*RECORD EXCERPTS:*
┌────────

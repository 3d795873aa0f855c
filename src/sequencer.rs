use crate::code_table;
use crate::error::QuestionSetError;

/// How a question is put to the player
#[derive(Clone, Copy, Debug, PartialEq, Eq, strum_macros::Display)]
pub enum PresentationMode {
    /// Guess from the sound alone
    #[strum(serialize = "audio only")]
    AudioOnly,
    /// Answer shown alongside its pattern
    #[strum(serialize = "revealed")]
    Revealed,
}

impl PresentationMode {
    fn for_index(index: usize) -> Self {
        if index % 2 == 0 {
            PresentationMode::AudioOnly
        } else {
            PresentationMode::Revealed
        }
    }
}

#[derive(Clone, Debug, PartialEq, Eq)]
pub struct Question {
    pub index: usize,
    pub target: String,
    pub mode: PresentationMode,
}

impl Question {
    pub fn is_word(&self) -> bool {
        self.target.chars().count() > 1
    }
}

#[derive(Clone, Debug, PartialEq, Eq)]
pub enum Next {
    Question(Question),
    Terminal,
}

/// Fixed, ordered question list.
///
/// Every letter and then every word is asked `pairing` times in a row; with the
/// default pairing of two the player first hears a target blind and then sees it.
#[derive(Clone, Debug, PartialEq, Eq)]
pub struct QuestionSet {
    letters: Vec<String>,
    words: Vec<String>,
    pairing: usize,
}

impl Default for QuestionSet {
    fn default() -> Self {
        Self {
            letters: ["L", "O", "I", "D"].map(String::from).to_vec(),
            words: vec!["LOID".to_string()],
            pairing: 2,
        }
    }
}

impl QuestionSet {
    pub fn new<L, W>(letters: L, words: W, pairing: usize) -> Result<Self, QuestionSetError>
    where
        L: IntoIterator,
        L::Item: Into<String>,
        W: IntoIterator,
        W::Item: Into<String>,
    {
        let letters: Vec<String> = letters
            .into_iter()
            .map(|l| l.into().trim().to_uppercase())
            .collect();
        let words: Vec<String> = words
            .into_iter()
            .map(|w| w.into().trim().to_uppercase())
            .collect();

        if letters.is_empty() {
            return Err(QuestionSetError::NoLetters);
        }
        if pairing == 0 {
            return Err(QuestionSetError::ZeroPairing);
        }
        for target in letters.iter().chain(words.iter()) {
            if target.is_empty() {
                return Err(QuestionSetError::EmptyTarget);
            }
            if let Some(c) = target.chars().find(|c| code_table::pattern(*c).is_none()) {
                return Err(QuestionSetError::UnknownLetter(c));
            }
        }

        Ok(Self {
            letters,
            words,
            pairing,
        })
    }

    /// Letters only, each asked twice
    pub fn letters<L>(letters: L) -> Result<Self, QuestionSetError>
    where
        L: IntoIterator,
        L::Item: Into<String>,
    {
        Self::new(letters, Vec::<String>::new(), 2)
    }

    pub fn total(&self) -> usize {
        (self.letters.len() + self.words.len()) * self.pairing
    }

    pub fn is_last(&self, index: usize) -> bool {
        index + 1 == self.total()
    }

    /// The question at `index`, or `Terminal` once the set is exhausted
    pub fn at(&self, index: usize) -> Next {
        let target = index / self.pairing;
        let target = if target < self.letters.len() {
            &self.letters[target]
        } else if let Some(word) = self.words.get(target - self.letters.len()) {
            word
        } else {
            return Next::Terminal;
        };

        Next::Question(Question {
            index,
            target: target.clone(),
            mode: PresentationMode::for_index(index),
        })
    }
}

└────────
┌────────

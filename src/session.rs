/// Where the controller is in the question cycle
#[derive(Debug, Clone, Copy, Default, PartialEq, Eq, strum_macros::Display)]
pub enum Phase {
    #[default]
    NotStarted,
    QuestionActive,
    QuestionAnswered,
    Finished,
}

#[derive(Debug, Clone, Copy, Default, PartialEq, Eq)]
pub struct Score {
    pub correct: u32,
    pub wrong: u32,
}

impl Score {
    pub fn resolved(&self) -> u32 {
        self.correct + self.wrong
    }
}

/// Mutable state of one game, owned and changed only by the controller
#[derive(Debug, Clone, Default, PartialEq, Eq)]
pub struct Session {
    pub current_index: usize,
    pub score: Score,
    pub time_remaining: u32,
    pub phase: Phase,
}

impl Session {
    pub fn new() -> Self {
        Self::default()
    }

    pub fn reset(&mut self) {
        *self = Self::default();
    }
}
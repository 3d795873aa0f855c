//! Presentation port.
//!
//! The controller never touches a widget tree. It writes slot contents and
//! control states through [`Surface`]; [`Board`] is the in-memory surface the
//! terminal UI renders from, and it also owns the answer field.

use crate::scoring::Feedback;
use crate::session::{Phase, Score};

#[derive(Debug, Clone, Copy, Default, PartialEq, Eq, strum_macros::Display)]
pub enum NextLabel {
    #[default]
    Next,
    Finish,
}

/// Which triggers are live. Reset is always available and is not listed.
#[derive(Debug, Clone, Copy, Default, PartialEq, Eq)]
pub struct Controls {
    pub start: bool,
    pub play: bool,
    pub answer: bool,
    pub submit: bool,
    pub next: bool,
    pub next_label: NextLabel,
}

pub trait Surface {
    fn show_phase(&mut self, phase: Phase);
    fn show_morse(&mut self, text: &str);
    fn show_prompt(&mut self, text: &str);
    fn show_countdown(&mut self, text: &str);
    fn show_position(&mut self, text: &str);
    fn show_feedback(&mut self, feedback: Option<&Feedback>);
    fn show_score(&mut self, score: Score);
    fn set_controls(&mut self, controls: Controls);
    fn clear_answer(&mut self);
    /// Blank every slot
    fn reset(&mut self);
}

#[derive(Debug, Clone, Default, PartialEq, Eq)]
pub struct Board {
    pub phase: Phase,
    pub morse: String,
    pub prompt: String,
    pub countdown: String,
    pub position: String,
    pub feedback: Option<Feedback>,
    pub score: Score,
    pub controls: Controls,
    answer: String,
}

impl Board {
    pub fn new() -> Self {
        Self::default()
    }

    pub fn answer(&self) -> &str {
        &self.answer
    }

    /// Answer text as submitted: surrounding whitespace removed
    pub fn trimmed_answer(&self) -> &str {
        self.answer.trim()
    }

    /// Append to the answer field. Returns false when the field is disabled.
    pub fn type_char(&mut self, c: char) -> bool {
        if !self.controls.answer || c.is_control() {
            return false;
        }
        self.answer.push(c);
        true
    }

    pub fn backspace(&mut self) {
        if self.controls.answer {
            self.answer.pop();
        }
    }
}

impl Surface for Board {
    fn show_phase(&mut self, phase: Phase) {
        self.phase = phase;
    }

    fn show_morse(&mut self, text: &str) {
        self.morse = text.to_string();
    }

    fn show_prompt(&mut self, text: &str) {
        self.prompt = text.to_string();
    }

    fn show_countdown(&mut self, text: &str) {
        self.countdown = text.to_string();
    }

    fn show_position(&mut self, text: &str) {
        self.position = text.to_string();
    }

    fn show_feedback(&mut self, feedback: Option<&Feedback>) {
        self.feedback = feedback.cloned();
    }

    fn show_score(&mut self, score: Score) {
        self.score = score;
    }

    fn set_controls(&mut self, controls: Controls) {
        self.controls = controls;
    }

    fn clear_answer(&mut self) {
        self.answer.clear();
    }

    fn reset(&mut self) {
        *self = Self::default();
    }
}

└────────

Return only the number of lines in the listing that contain the word "total".

*WRITTEN ANSWER:* 2